Take the data below and extract the lines from the one with "impl std::fmt::Display for" to the one with "always within spec.", inclusive, exactly as written.

---

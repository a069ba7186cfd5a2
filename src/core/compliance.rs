//! Spec-compliance evaluation of measured values against tolerance limits

use serde::{Deserialize, Serialize};

/// Outcome of one checked parameter
#[derive(Debug, Clone, Copy, PartialEq, Eq, Hash, Serialize, Deserialize, Default)]
#[serde(rename_all = "snake_case")]
pub enum ResultStatus {
    Pass,
    Fail,
    Warning,
    NotApplicable,
    #[default]
    Pending,
}

impl std::fmt::Display for ResultStatus {
    fn fmt(&self, f: &mut std::fmt::Formatter<'_>) -> std::fmt::Result {
        match self {
            ResultStatus::Pass => write!(f, "pass"),
            ResultStatus::Fail => write!(f, "fail"),
            ResultStatus::Warning => write!(f, "warning"),
            ResultStatus::NotApplicable => write!(f, "not_applicable"),
            ResultStatus::Pending => write!(f, "pending"),
        }
    }
}

impl std::str::FromStr for ResultStatus {
    type Err = String;

    fn from_str(s: &str) -> Result<Self, Self::Err> {
        match s.to_lowercase().replace('-', "_").as_str() {
            "pass" => Ok(ResultStatus::Pass),
            "fail" => Ok(ResultStatus::Fail),
            "warning" | "warn" => Ok(ResultStatus::Warning),
            "not_applicable" | "na" | "n/a" => Ok(ResultStatus::NotApplicable),
            "pending" => Ok(ResultStatus::Pending),
            _ => Err(format!(
                "Invalid result status: {}. Use pass, fail, warning, not_applicable, or pending",
                s
            )),
        }
    }
}

/// Computed verdict for one measurement
#[derive(Debug, Clone, Copy, PartialEq, Eq)]
pub struct Verdict {
    /// `None` when no value has been measured
    pub within_spec: Option<bool>,
    pub status: ResultStatus,
}

impl Verdict {
    pub const PENDING: Verdict = Verdict {
        within_spec: None,
        status: ResultStatus::Pending,
    };
}

/// Evaluate a numeric measurement against optional inclusive limits
///
/// Either limit may be absent for a one-sided tolerance; with both absent the
/// value is always within spec.
pub fn evaluate(value: Option<f64>, lower: Option<f64>, upper: Option<f64>) -> Verdict {
    let Some(value) = value else {
        return Verdict::PENDING;
    };

    // NaN fails every comparison, so it is never within spec
    let within = lower.map_or(true, |lsl| value >= lsl) && upper.map_or(true, |usl| value <= usl);

    Verdict {
        within_spec: Some(within),
        status: if within {
            ResultStatus::Pass
        } else {
            ResultStatus::Fail
        },
    }
}

/// Verdict for a result that may be numeric or textual
///
/// Numeric values are always evaluated. Textual results keep the status the
/// inspector recorded, or stay pending when none was given.
pub fn resolve(
    numeric: Option<f64>,
    lower: Option<f64>,
    upper: Option<f64>,
    manual: Option<ResultStatus>,
) -> Verdict {
    if numeric.is_some() {
        return evaluate(numeric, lower, upper);
    }

    match manual {
        Some(ResultStatus::Pass) => Verdict {
            within_spec: Some(true),
            status: ResultStatus::Pass,
        },
        Some(ResultStatus::Fail) => Verdict {
            within_spec: Some(false),
            status: ResultStatus::Fail,
        },
        Some(status) => Verdict {
            within_spec: None,
            status,
        },
        None => Verdict::PENDING,
    }
}

/// Reject NaN and infinities in a measured value or limit
pub fn ensure_finite(field: &str, value: Option<f64>) -> Result<(), String> {
    match value {
        Some(v) if !v.is_finite() => Err(format!("{} must be a finite number, got {}", field, v)),
        _ => Ok(()),
    }
}

/// Signed distance of `value` from the nominal target
pub fn deviation(value: f64, target: Option<f64>) -> Option<f64> {
    target.map(|t| value - t)
}

#[cfg(test)]
mod tests {
    use super::*;

    #[test]
    fn test_below_lower_limit_fails() {
        let v = evaluate(Some(5.0), Some(10.0), None);
        assert_eq!(v.within_spec, Some(false));
        assert_eq!(v.status, ResultStatus::Fail);
    }

    #[test]
    fn test_bounds_are_inclusive() {
        assert_eq!(evaluate(Some(10.0), Some(10.0), Some(20.0)).status, ResultStatus::Pass);
        assert_eq!(evaluate(Some(20.0), Some(10.0), Some(20.0)).status, ResultStatus::Pass);
        assert_eq!(evaluate(Some(20.001), Some(10.0), Some(20.0)).status, ResultStatus::Fail);
    }

    #[test]
    fn test_one_sided_and_unbounded() {
        assert_eq!(evaluate(Some(1e9), Some(0.0), None).within_spec, Some(true));
        assert_eq!(evaluate(Some(-3.0), None, Some(-4.0)).within_spec, Some(false));
        assert_eq!(evaluate(Some(-1e9), None, None).within_spec, Some(true));
    }

    #[test]
    fn test_missing_value_is_pending() {
        assert_eq!(evaluate(None, Some(1.0), Some(2.0)), Verdict::PENDING);
    }

    #[test]
    fn test_within_spec_matches_formula() {
        let limits = [None, Some(-1.0), Some(0.0), Some(2.5)];
        let values = [-2.0, -1.0, 0.0, 1.0, 2.5, 3.0];
        for lsl in limits {
            for usl in limits {
                for v in values {
                    let expected = lsl.map_or(true, |l| v >= l) && usl.map_or(true, |u| v <= u);
                    assert_eq!(evaluate(Some(v), lsl, usl).within_spec, Some(expected));
                }
            }
        }
    }

    #[test]
    fn test_nan_is_never_within_spec() {
        let v = evaluate(Some(f64::NAN), Some(10.0), Some(20.0));
        assert_eq!(v.within_spec, Some(false));
        assert_eq!(v.status, ResultStatus::Fail);
        assert_eq!(evaluate(Some(15.0), Some(f64::NAN), None).status, ResultStatus::Fail);
    }

    #[test]
    fn test_ensure_finite() {
        assert!(ensure_finite("value", Some(1.5)).is_ok());
        assert!(ensure_finite("value", None).is_ok());
        assert!(ensure_finite("value", Some(f64::NAN)).is_err());
        assert!(ensure_finite("upper_limit", Some(f64::INFINITY)).is_err());
    }

    #[test]
    fn test_textual_results_keep_manual_status() {
        assert_eq!(resolve(None, None, None, None), Verdict::PENDING);
        assert_eq!(
            resolve(None, None, None, Some(ResultStatus::Warning)).status,
            ResultStatus::Warning
        );
        assert_eq!(
            resolve(None, None, None, Some(ResultStatus::Fail)).within_spec,
            Some(false)
        );
        // A numeric value always wins over a manual status
        assert_eq!(
            resolve(Some(5.0), Some(10.0), None, Some(ResultStatus::Pass)).status,
            ResultStatus::Fail
        );
    }

    #[test]
    fn test_deviation() {
        assert_eq!(deviation(10.5, Some(10.0)), Some(0.5));
        assert_eq!(deviation(10.5, None), None);
    }
}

---

Response to this task |
impl std::fmt::Display for ResultStatus {
    fn fmt(&self, f: &mut std::fmt::Formatter<'_>) -> std::fmt::Result {
        match self {
            ResultStatus::Pass => write!(f, "pass"),
            ResultStatus::Fail => write!(f, "fail"),
            ResultStatus::Warning => write!(f, "warning"),
            ResultStatus::NotApplicable => write!(f, "not_applicable"),
            ResultStatus::Pending => write!(f, "pending"),
        }
    }
}

impl std::str::FromStr for ResultStatus {
    type Err = String;

    fn from_str(s: &str) -> Result<Self, Self::Err> {
        match s.to_lowercase().replace('-', "_").as_str() {
            "pass" => Ok(ResultStatus::Pass),
            "fail" => Ok(ResultStatus::Fail),
            "warning" | "warn" => Ok(ResultStatus::Warning),
            "not_applicable" | "na" | "n/a" => Ok(ResultStatus::NotApplicable),
            "pending" => Ok(ResultStatus::Pending),
            _ => Err(format!(
                "Invalid result status: {}. Use pass, fail, warning, not_applicable, or pending",
                s
            )),
        }
    }
}

/// Computed verdict for one measurement
#[derive(Debug, Clone, Copy, PartialEq, Eq)]
pub struct Verdict {
    /// `None` when no value has been measured
    pub within_spec: Option<bool>,
    pub status: ResultStatus,
}

impl Verdict {
    pub const PENDING: Verdict = Verdict {
        within_spec: None,
        status: ResultStatus::Pending,
    };
}

/// Evaluate a numeric measurement against optional inclusive limits
///
/// Either limit may be absent for a one-sided tolerance; with both absent the
/// value is always within spec.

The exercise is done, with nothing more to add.